▸ Task brief
Your whole reply should be the lines from the one that contains "impl Related<super::repayment::Entity> for" through the last line of the listing, copied exactly.
§
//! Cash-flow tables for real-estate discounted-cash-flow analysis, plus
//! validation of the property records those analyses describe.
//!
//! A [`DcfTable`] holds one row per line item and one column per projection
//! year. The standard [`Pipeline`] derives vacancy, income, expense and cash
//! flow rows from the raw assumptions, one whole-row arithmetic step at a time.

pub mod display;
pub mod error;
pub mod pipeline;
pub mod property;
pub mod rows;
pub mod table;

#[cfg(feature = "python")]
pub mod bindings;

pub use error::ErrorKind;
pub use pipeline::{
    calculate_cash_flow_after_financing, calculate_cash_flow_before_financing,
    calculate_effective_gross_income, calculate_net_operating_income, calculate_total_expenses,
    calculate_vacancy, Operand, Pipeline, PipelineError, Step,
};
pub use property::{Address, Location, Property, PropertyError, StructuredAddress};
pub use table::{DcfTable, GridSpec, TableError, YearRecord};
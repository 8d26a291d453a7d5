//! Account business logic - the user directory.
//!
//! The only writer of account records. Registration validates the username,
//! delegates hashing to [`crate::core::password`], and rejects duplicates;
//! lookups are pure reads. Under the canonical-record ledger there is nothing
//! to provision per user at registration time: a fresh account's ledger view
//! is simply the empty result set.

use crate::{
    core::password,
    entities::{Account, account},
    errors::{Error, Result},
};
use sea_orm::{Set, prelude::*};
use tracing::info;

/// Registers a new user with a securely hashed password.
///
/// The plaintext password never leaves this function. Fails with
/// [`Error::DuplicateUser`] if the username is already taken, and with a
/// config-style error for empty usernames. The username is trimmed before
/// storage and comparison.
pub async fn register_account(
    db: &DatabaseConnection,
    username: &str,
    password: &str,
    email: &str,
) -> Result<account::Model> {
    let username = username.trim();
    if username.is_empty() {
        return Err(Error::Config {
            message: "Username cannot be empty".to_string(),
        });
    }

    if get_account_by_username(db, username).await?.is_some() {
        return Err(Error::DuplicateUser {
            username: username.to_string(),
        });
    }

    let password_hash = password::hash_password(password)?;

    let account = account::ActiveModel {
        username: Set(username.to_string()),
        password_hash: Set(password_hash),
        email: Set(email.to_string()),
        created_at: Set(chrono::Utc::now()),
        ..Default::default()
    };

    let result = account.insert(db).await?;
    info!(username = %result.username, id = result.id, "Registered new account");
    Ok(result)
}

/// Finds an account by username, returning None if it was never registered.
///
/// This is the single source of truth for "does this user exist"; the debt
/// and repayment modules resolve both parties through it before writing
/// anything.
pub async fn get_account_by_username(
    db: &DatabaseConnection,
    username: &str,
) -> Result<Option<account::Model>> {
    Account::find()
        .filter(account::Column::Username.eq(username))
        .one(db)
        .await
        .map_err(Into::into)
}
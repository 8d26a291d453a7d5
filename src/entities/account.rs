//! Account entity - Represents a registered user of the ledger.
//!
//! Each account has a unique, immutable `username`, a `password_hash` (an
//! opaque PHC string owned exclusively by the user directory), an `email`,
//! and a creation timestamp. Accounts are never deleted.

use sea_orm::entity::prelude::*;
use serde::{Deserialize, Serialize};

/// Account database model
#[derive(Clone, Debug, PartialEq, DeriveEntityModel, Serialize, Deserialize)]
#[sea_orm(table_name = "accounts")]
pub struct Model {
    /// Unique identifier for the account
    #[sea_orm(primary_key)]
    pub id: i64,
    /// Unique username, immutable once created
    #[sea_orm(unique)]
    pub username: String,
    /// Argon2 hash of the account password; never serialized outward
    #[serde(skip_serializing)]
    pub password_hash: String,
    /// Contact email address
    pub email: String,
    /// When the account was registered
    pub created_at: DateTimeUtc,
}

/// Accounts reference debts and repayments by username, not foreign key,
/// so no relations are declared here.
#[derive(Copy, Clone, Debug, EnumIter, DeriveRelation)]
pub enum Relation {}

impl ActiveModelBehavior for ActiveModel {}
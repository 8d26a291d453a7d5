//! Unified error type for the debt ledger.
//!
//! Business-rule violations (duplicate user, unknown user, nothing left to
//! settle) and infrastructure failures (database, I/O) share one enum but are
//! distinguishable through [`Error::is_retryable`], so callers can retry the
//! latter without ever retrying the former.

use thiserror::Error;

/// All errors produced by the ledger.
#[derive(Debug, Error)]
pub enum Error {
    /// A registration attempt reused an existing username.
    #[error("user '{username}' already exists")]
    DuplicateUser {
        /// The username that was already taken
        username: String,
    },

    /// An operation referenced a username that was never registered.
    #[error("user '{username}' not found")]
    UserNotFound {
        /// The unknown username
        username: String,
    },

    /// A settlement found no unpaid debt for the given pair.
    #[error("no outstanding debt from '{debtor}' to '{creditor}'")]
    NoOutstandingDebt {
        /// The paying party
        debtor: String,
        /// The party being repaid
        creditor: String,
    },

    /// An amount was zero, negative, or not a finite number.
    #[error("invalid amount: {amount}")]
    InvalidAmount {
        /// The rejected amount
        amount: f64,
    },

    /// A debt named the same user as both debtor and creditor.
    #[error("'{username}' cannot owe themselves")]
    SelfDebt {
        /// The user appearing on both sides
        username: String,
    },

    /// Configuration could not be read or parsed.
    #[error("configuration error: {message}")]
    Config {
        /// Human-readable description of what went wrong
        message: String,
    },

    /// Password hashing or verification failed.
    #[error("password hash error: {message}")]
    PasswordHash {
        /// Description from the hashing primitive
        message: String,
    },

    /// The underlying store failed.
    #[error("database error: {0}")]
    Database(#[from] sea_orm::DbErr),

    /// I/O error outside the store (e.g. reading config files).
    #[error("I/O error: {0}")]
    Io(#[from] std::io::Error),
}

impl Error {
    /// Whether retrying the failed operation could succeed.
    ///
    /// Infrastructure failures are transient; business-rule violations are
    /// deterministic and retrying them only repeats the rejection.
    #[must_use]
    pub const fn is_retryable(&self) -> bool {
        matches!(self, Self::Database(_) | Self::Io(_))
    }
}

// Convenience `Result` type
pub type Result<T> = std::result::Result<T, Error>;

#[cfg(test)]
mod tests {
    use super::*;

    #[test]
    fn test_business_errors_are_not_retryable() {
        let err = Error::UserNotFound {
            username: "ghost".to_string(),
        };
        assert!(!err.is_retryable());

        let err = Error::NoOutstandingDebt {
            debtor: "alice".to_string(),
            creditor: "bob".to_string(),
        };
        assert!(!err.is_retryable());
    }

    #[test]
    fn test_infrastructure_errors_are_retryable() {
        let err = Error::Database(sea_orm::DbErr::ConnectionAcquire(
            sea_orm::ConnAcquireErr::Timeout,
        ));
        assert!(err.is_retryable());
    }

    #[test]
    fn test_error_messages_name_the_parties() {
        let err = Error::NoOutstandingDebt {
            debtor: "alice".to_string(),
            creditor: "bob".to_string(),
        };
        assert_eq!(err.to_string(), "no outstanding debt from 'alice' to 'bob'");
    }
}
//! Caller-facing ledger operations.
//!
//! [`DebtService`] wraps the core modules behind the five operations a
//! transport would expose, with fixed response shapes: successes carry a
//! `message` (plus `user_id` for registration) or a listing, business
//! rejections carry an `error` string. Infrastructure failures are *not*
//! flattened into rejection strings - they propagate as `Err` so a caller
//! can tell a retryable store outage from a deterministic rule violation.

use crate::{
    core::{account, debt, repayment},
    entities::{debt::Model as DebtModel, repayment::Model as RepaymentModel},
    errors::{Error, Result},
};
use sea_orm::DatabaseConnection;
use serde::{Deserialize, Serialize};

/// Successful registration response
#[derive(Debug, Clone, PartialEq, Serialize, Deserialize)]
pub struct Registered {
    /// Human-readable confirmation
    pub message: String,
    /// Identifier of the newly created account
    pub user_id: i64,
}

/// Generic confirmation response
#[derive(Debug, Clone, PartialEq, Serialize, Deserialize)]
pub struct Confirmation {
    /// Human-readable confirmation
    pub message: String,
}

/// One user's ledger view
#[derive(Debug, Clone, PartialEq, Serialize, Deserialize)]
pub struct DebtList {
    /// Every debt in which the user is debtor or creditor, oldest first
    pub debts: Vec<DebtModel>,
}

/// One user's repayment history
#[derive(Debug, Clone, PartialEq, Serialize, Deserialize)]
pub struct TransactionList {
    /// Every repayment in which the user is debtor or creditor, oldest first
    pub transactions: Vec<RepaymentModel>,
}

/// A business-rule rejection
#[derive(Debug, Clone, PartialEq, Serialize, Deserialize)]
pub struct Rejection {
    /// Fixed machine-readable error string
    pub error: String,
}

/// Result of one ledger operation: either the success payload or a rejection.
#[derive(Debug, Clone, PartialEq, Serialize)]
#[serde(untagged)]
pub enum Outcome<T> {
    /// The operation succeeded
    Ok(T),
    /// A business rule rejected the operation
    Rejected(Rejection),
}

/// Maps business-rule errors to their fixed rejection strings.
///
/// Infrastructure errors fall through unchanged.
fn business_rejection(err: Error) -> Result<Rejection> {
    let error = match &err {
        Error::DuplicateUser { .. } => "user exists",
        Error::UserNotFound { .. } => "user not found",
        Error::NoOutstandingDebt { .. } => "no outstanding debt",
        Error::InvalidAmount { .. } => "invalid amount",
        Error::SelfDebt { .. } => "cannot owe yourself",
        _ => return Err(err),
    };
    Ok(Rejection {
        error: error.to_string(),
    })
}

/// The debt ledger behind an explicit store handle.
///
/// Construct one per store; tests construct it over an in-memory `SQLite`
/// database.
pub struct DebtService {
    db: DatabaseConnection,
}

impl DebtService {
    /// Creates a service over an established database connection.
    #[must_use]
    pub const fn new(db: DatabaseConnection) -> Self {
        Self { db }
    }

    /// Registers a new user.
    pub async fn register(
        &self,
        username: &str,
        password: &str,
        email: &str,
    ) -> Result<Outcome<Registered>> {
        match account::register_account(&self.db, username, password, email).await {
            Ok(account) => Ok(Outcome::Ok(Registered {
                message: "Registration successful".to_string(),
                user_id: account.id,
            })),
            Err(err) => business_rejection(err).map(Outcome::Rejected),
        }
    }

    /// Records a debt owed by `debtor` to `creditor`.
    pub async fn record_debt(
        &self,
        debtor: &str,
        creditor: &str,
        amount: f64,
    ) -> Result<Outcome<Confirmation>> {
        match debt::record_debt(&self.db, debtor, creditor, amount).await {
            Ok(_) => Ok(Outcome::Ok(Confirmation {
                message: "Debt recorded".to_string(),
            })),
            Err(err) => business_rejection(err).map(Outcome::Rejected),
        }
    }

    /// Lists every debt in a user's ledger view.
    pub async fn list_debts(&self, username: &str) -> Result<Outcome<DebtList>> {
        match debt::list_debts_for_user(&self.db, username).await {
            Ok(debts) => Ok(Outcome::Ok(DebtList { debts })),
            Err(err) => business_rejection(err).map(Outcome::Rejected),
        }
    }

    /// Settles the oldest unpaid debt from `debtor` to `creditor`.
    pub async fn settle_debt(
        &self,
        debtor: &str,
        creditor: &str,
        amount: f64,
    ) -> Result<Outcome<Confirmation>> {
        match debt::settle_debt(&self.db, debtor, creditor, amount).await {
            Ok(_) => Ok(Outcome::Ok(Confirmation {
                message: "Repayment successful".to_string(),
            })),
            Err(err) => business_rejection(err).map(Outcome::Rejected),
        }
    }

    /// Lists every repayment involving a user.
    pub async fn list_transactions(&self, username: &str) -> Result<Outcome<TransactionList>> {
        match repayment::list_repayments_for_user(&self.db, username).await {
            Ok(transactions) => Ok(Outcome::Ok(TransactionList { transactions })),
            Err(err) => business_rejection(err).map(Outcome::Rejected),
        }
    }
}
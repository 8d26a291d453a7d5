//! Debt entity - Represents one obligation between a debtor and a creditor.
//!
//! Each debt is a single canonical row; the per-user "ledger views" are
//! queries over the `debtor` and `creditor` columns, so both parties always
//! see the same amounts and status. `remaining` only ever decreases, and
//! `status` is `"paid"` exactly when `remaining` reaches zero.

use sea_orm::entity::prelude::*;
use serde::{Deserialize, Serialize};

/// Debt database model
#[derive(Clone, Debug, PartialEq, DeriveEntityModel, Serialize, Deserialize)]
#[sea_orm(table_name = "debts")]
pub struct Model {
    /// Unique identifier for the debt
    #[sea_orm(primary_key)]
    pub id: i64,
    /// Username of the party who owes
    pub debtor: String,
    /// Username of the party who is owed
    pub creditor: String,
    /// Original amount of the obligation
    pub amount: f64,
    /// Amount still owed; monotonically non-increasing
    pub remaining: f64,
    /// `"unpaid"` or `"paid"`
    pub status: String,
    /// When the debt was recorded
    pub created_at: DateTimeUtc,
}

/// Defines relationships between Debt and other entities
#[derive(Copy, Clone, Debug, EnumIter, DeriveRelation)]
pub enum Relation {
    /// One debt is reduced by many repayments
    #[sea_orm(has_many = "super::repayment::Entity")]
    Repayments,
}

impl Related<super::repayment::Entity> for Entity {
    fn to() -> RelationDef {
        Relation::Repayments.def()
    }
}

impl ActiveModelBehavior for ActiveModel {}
§
▸ Task output
impl Related<super::repayment::Entity> for Entity {
    fn to() -> RelationDef {
        Relation::Repayments.def()
    }
}

impl ActiveModelBehavior for ActiveModel {}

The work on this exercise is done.